Behind The Mask

Retchaan
Chapter #35

BTM ~ 35

---

Genta terbangun dengan napas memburu. Cahaya temaram dari lampu di sudut ruangan menyambut matanya yang masih buram. Aroma antiseptik begitu kuat menusuk hidungnya, sementara detak jantungnya berdetak serempak dengan bunyi monoton dari alat monitor di samping ranjang.

Langit malam terlihat dari celah tirai jendela rumah sakit. Suasana di sekitarnya sepi, hanya suara pelan dari pendingin ruangan dan sesekali langkah suster di koridor yang menemani keheningan itu.

Ia mencoba mengangkat tubuhnya, namun nyeri di bagian perut langsung membuatnya meringis. Satu tangan bergerak ke bawah selimut, menyentuh perban yang membalut luka tusuk itu. Kenyataan pahit bahwa semua yang terjadi sebelumnya bukan sekadar mimpi buruk.

Beberapa detik kemudian, pintu terbuka perlahan. Seorang perawat masuk, kaget melihatnya sudah sadar.

"Anda sudah bangun? Syukurlah..." ucap perawat itu dengan nada lega. "Saya akan memanggil dokter dan seseorang yang sudah menunggu Anda sejak tadi."

Genta hanya bisa mengangguk pelan. Dadanya masih sesak, tapi pikirannya mulai bekerja.

“Apakah mereka berhasil mengambil kalung itu?”

Dan lebih dari itu—

"Apakah pesan terakhirku sampai?"

Tidak lama kemudian, pintu terbuka kembali. Seorang dokter masuk bersama seseorang yang berdiri beberapa langkah di belakangnya rambutnya terikat rapi, wajahnya tegang namun matanya tidak bisa menyembunyikan kekhawatiran.

Claude.

Genta menatapnya sejenak, sebelum mengalihkan pandangannya ke langit-langit. Ada sesuatu yang bergolak di dadanya, entah karena rasa sakit atau karena kehadiran Claude yang tidak ia duga.

Dokter mulai memeriksa alat-alat di sekitarnya, sementara Claude tetap diam, berdiri di sisi tempat tidur.

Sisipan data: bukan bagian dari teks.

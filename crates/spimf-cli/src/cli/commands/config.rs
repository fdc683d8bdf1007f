//! Config command handlers.

use anyhow::{Context, Result};
use spimf_core::config;

pub fn path() {
    println!("{}", config::paths::config_path().display());
}

pub fn init() -> Result<()> {
    let config_path = config::paths::config_path();
    config::Config::init(&config_path)
        .with_context(|| format!("init config at {}", config_path.display()))?;
    println!("Created config at {}", config_path.display());
    Ok(())
}
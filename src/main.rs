//! Binary entry point: resolve paths, start file logging, build the catalog
//! and run the Ratatui event loop until the user exits.
use anyhow::Context;
use atrium_praise::{logging, run_app, App, AppPaths, Catalog};
use tracing::info;

fn main() -> anyhow::Result<()> {
    let paths = AppPaths::resolve()?;
    let _guard = logging::init(&paths.log_dir)?;

    let catalog = Catalog::builtin().context("built-in catalog is invalid")?;
    info!(
        songs = catalog.len(),
        export_dir = %paths.export_dir.display(),
        "atrium-praise v{} starting",
        env!("CARGO_PKG_VERSION")
    );

    let mut app = App::new(catalog, paths.export_dir);
    run_app(&mut app)
}
use std::path::PathBuf;

use anyhow::{anyhow, Result};
use directories::{BaseDirs, UserDirs};

/// Folder name used beneath the user's home directory for application data.
const DATA_DIR_NAME: &str = ".atrium-praise";
/// Subfolder for exports when the platform has no Downloads directory.
const EXPORT_DIR_NAME: &str = "exports";
/// Subfolder holding the rolling log files.
const LOG_DIR_NAME: &str = "logs";

/// Filesystem locations the application writes to.
#[derive(Debug, Clone)]
pub struct AppPaths {
    /// Where exported CSV files land.
    pub export_dir: PathBuf,
    /// Where the tracing appender writes.
    pub log_dir: PathBuf,
}

impl AppPaths {
    /// Resolve paths from the current user's directories. Nothing is created
    /// here; writers create their directory on first use.
    pub fn resolve() -> Result<Self> {
        let base_dirs = BaseDirs::new().ok_or_else(|| anyhow!("could not locate home directory"))?;
        let data_dir = base_dirs.home_dir().join(DATA_DIR_NAME);

        let export_dir = UserDirs::new()
            .and_then(|dirs| dirs.download_dir().map(|dir| dir.to_path_buf()))
            .unwrap_or_else(|| data_dir.join(EXPORT_DIR_NAME));

        Ok(Self {
            export_dir,
            log_dir: data_dir.join(LOG_DIR_NAME),
        })
    }
}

“Kenapa kau ada di sini?” tanya Genta, suaranya serak namun tetap tajam.

“Dipta yang memintaku menyusul anda,” jawab Claude singkat, namun tidak ada nada keterpaksaan dalam ucapannya.

Beberapa detik kemudian, dokter menyelesaikan pemeriksaannya. Ia mengangguk pelan, lalu meninggalkan ruangan, memberi ruang bagi keduanya untuk saling bicara tanpa gangguan. Saat pintu menutup pelan di belakang sang dokter, keheningan kembali menggantung di antara mereka.

Genta menghela napas panjang, sejenak sebelum menatap Claude dengan sorot mata yang sulit ditebak. “Kau terbang jauh-jauh ke sini. Bagaimana dengan kakimu?” tanyanya, nadanya terdengar datar seolah tidak peduli, namun justru menyiratkan sebaliknya.